Gen Z has never known a pre-algorithmic information environment, or a clear separation between private and public self. It has not known a stable institutional authority, or objective shared media narratives. They grow up inside continuous performance loops and algorithmic identity shaping, with monetized self-expression and gamified social validation. For Gen Z, producing content is not a career choice. It is the default mode of social existence. Visibility is social currency. Non-participation is invisibility. They are the first generation for whom the distinction between “real self” and “performed self” is structurally blurred.

The new and emerging “Generation Alpha” is in the fully synthetic environment with AI-generated content companions, virtual influencers, deepfake reality, algorithmically tailored worldviews from infancy. They will likely inhabit a world where most content is machine-generated and human identity is co-authored with algorithms. Reality itself is personalised. This is the first cohort where the question will not be “Who am I online?” but “Which version of reality am I assigned?”

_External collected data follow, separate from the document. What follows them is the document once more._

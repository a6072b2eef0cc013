//! Integration tests for metadata sources
//!
//! These tests run the full pipeline (source → survey → inventory → presence
//! matrix) against the mock source. Tests requiring a real database are
//! marked with `#[ignore]` and can be run with `cargo test -- --ignored`.
//!
//! ## Running Tests
//!
//! ```bash
//! # Run all non-ignored tests (no credentials required)
//! cargo test -p schemadrift-catalog --test integration_tests
//!
//! # Run PostgreSQL integration tests
//! PGHOST=localhost \
//! PGPORT=5432 \
//! PGDATABASE=mydb \
//! PGUSER=user \
//! PGPASSWORD=pass \
//! cargo test -p schemadrift-catalog --features postgres --test integration_tests -- --ignored
//! ```

mod fixtures;

use pretty_assertions::assert_eq;
use schemadrift_catalog::{
    survey, FetchError, MockSourceBuilder, SurveyOptions, SurveyOutcome,
};
use schemadrift_core::{Granularity, HostId, InventoryReport};
use schemadrift_engine::{compute_diff, HostSets, InventoryBuilder};
use std::sync::Arc;

// =============================================================================
// Helper Functions
// =============================================================================

fn builder(granularity: Granularity) -> InventoryBuilder {
    InventoryBuilder::new(granularity).with_excluded_schemas(["information_schema", "pg_catalog"])
}

fn host_sets(outcome: &SurveyOutcome, builder: &InventoryBuilder) -> HostSets {
    outcome
        .fetched
        .iter()
        .map(|fetched| (fetched.host.clone(), builder.build(&fetched.host, &fetched.rows)))
        .collect()
}

fn three_host_source() -> schemadrift_catalog::MockSource {
    MockSourceBuilder::new()
        .with_host("primary", fixtures::primary_rows())
        .with_host("replica", fixtures::replica_rows())
        .with_host("staging", fixtures::staging_rows())
        .build()
}

fn hosts() -> Vec<schemadrift_core::HostConfig> {
    vec![
        fixtures::host("primary"),
        fixtures::host("replica"),
        fixtures::host("staging"),
    ]
}

// =============================================================================
// End-to-end Tests (No credentials required)
// =============================================================================

#[tokio::test]
async fn test_column_level_presence_matrix() {
    let outcome = survey(Arc::new(three_host_source()), &hosts(), &SurveyOptions::default()).await;
    assert!(outcome.failures.is_empty());

    let sets = host_sets(&outcome, &builder(Granularity::Column));
    let matrix = compute_diff(&sets, &HostId::from("primary")).unwrap();

    let names: Vec<&str> = matrix.rows.iter().map(|r| r.object_name.as_str()).collect();
    assert_eq!(
        names,
        vec![
            "billing.invoices.id",
            "billing.invoices.order_id",
            "public.feature_flags.id",
            "public.feature_flags.name",
            "public.orders.id",
            "public.orders.total_amount",
            "public.orders.user_id",
            "public.users.created_at",
            "public.users.email",
            "public.users.id",
        ]
    );
    assert_eq!(matrix.drift_count(), 5);
}

#[tokio::test]
async fn test_staging_only_objects_surface_against_baseline() {
    let outcome = survey(Arc::new(three_host_source()), &hosts(), &SurveyOptions::default()).await;
    let sets = host_sets(&outcome, &builder(Granularity::Column));
    let matrix = compute_diff(&sets, &HostId::from("primary")).unwrap();

    let flag = matrix
        .rows
        .iter()
        .find(|r| r.object_name.as_str() == "public.feature_flags.name")
        .expect("staging-only column must be reported");

    assert_eq!(flag.get(&HostId::from("primary")), Some(false));
    assert_eq!(flag.get(&HostId::from("replica")), Some(false));
    assert_eq!(flag.get(&HostId::from("staging")), Some(true));
}

#[tokio::test]
async fn test_missing_on_replica() {
    let outcome = survey(Arc::new(three_host_source()), &hosts(), &SurveyOptions::default()).await;
    let sets = host_sets(&outcome, &builder(Granularity::Column));
    let matrix = compute_diff(&sets, &HostId::from("primary")).unwrap();

    let missing: Vec<&str> = matrix
        .missing_on(&HostId::from("replica"))
        .into_iter()
        .map(|id| id.as_str())
        .collect();

    assert_eq!(
        missing,
        vec![
            "billing.invoices.id",
            "billing.invoices.order_id",
            "public.feature_flags.id",
            "public.feature_flags.name",
            "public.orders.total_amount",
        ]
    );
}

#[tokio::test]
async fn test_table_level_presence_matrix() {
    let outcome = survey(Arc::new(three_host_source()), &hosts(), &SurveyOptions::default()).await;
    let sets = host_sets(&outcome, &builder(Granularity::Table));
    let matrix = compute_diff(&sets, &HostId::from("primary")).unwrap();

    let names: Vec<&str> = matrix.rows.iter().map(|r| r.object_name.as_str()).collect();
    assert_eq!(
        names,
        vec!["billing.invoices", "public.feature_flags", "public.orders", "public.users"]
    );

    let drifted: Vec<&str> = matrix.drift_rows().map(|r| r.object_name.as_str()).collect();
    assert_eq!(drifted, vec!["billing.invoices", "public.feature_flags"]);
}

#[tokio::test]
async fn test_failed_host_is_reported_not_treated_as_empty() {
    let source = MockSourceBuilder::new()
        .with_host("primary", fixtures::primary_rows())
        .with_error("replica", FetchError::NetworkError("connection refused".to_string()))
        .with_host("staging", fixtures::staging_rows())
        .build();

    let outcome = survey(Arc::new(source), &hosts(), &SurveyOptions::default()).await;
    let sets = host_sets(&outcome, &builder(Granularity::Column));
    let matrix = compute_diff(&sets, &HostId::from("primary")).unwrap();

    // The replica is absent from the matrix rather than shown as all-false
    assert_eq!(matrix.hosts, vec![HostId::from("primary"), HostId::from("staging")]);
    assert!(matrix.rows.iter().all(|r| r.get(&HostId::from("replica")).is_none()));

    let report = InventoryReport::new(matrix, Granularity::Column, outcome.unavailable());
    assert_eq!(report.summary.hosts_unavailable, 1);
    assert_eq!(report.unavailable[0].host, HostId::from("replica"));
    assert!(report.unavailable[0].reason.contains("connection refused"));
    assert_eq!(report.summary.drifted, 2);
}

#[tokio::test]
async fn test_failed_baseline_cannot_be_compared() {
    let source = MockSourceBuilder::new()
        .with_error("primary", FetchError::AuthenticationError("bad password".to_string()))
        .with_host("replica", fixtures::replica_rows())
        .build();

    let hosts = vec![fixtures::host("primary"), fixtures::host("replica")];
    let outcome = survey(Arc::new(source), &hosts, &SurveyOptions::default()).await;
    let sets = host_sets(&outcome, &builder(Granularity::Column));

    assert!(compute_diff(&sets, &HostId::from("primary")).is_err());
}

#[tokio::test]
async fn test_identical_hosts_report_every_object() {
    let source = MockSourceBuilder::new()
        .with_host("a", fixtures::primary_rows())
        .with_host("b", fixtures::primary_rows())
        .build();

    let hosts = vec![fixtures::host("a"), fixtures::host("b")];
    let outcome = survey(Arc::new(source), &hosts, &SurveyOptions::default()).await;
    let sets = host_sets(&outcome, &builder(Granularity::Column));
    let matrix = compute_diff(&sets, &HostId::from("a")).unwrap();

    assert_eq!(matrix.rows.len(), 8);
    assert!(matrix.is_consistent());
}

#[tokio::test]
async fn test_report_is_deterministic() {
    let mut rendered = Vec::new();

    for _ in 0..2 {
        let outcome = survey(Arc::new(three_host_source()), &hosts(), &SurveyOptions::default()).await;
        let sets = host_sets(&outcome, &builder(Granularity::Column));
        let matrix = compute_diff(&sets, &HostId::from("replica")).unwrap();
        rendered.push(serde_json::to_string(&matrix.rows).unwrap());
    }

    assert_eq!(rendered[0], rendered[1]);
}

// =============================================================================
// PostgreSQL Tests (Require credentials)
// =============================================================================

#[cfg(feature = "postgres")]
mod postgres_tests {
    use super::*;
    use schemadrift_catalog::{MetadataSource, PostgresSource};
    use schemadrift_core::HostConfig;

    /// Check if PostgreSQL credentials are available
    fn has_postgres_credentials() -> bool {
        std::env::var("PGHOST").is_ok()
    }

    fn postgres_host() -> HostConfig {
        let mut host = HostConfig::new(
            std::env::var("PGHOST").unwrap_or_else(|_| "localhost".to_string()),
            std::env::var("PGUSER").unwrap_or_else(|_| "postgres".to_string()),
            std::env::var("PGDATABASE").unwrap_or_else(|_| "postgres".to_string()),
        )
        .with_name("live");
        host.port = std::env::var("PGPORT")
            .ok()
            .and_then(|p| p.parse().ok())
            .unwrap_or(5432);
        host.password_env = Some("PGPASSWORD".to_string());
        host
    }

    #[tokio::test]
    #[ignore]
    async fn test_postgres_connection() {
        if !has_postgres_credentials() {
            eprintln!("Skipping: PGHOST not set");
            return;
        }

        let source = PostgresSource::new();
        source.test_connection(&postgres_host()).await.unwrap();
    }

    #[tokio::test]
    #[ignore]
    async fn test_postgres_fetch_rows() {
        if !has_postgres_credentials() {
            eprintln!("Skipping: PGHOST not set");
            return;
        }

        let source = PostgresSource::new();
        let rows = source.fetch_rows(&postgres_host()).await.unwrap();

        // information_schema always describes itself
        assert!(rows.iter().any(|r| r.schema == "information_schema"));
    }

    #[tokio::test]
    #[ignore]
    async fn test_postgres_host_matches_itself() {
        if !has_postgres_credentials() {
            eprintln!("Skipping: PGHOST not set");
            return;
        }

        let mut twin = postgres_host();
        twin.name = Some("twin".to_string());
        let hosts = vec![postgres_host(), twin];

        let outcome = survey(Arc::new(PostgresSource::new()), &hosts, &SurveyOptions::default()).await;
        assert!(outcome.failures.is_empty());

        let sets = host_sets(&outcome, &builder(Granularity::Column));
        let matrix = compute_diff(&sets, &HostId::from("live")).unwrap();
        assert!(matrix.is_consistent());
    }
}
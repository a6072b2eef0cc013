//! Per-host inventory building
//!
//! Turns the raw row sequence a metadata source returned for one host into
//! the set of canonical identifiers the diff engine compares.

use schemadrift_core::identifier::needs_escaping;
use schemadrift_core::{CanonicalIdentifier, Granularity, HostId, MetadataRow};
use std::collections::{BTreeSet, HashSet};

/// Canonical identifiers present on one host
///
/// A set, so duplicate rows from a source collapse.
pub type HostInventory = BTreeSet<CanonicalIdentifier>;

/// Builds [`HostInventory`] values with a fixed granularity and schema filter
#[derive(Debug, Clone, Default)]
pub struct InventoryBuilder {
    granularity: Granularity,
    exclude_schemas: HashSet<String>,
}

impl InventoryBuilder {
    pub fn new(granularity: Granularity) -> Self {
        Self {
            granularity,
            exclude_schemas: HashSet::new(),
        }
    }

    /// Skip rows whose schema is in `schemas` (exact, case-sensitive match)
    pub fn with_excluded_schemas<I, S>(mut self, schemas: I) -> Self
    where
        I: IntoIterator<Item = S>,
        S: Into<String>,
    {
        self.exclude_schemas.extend(schemas.into_iter().map(Into::into));
        self
    }

    pub fn granularity(&self) -> Granularity {
        self.granularity
    }

    /// Normalize one host's rows into its inventory
    pub fn build<'a, I>(&self, host: &HostId, rows: I) -> HostInventory
    where
        I: IntoIterator<Item = &'a MetadataRow>,
    {
        let mut inventory = HostInventory::new();
        let mut escaped = 0usize;
        let mut skipped = 0usize;

        for row in rows {
            if self.exclude_schemas.contains(&row.schema) {
                skipped += 1;
                continue;
            }

            if needs_escaping(row) {
                escaped += 1;
            }

            inventory.insert(self.granularity.identify(row));
        }

        if escaped > 0 {
            tracing::warn!(
                host = %host,
                count = escaped,
                "identifier components contain '.' or '\\'; names are escaped in the report"
            );
        }

        tracing::debug!(
            host = %host,
            identifiers = inventory.len(),
            skipped,
            granularity = %self.granularity,
            "built host inventory"
        );

        inventory
    }
}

In the end, there is no generation to accuse, no villain to unmask. Each cohort adapted to the conditions it inherited, responding to incentives shaped by forces far larger than individual intent. The vanity economy did not emerge from narcissism alone, but from necessity, from disappearing material security, from technological acceleration, from systems rewarding visibility over production. What appears as personal choice is often structural momentum. To see this is to step beyond blame and into understanding. And understanding, not accusation, is the only real starting point for change.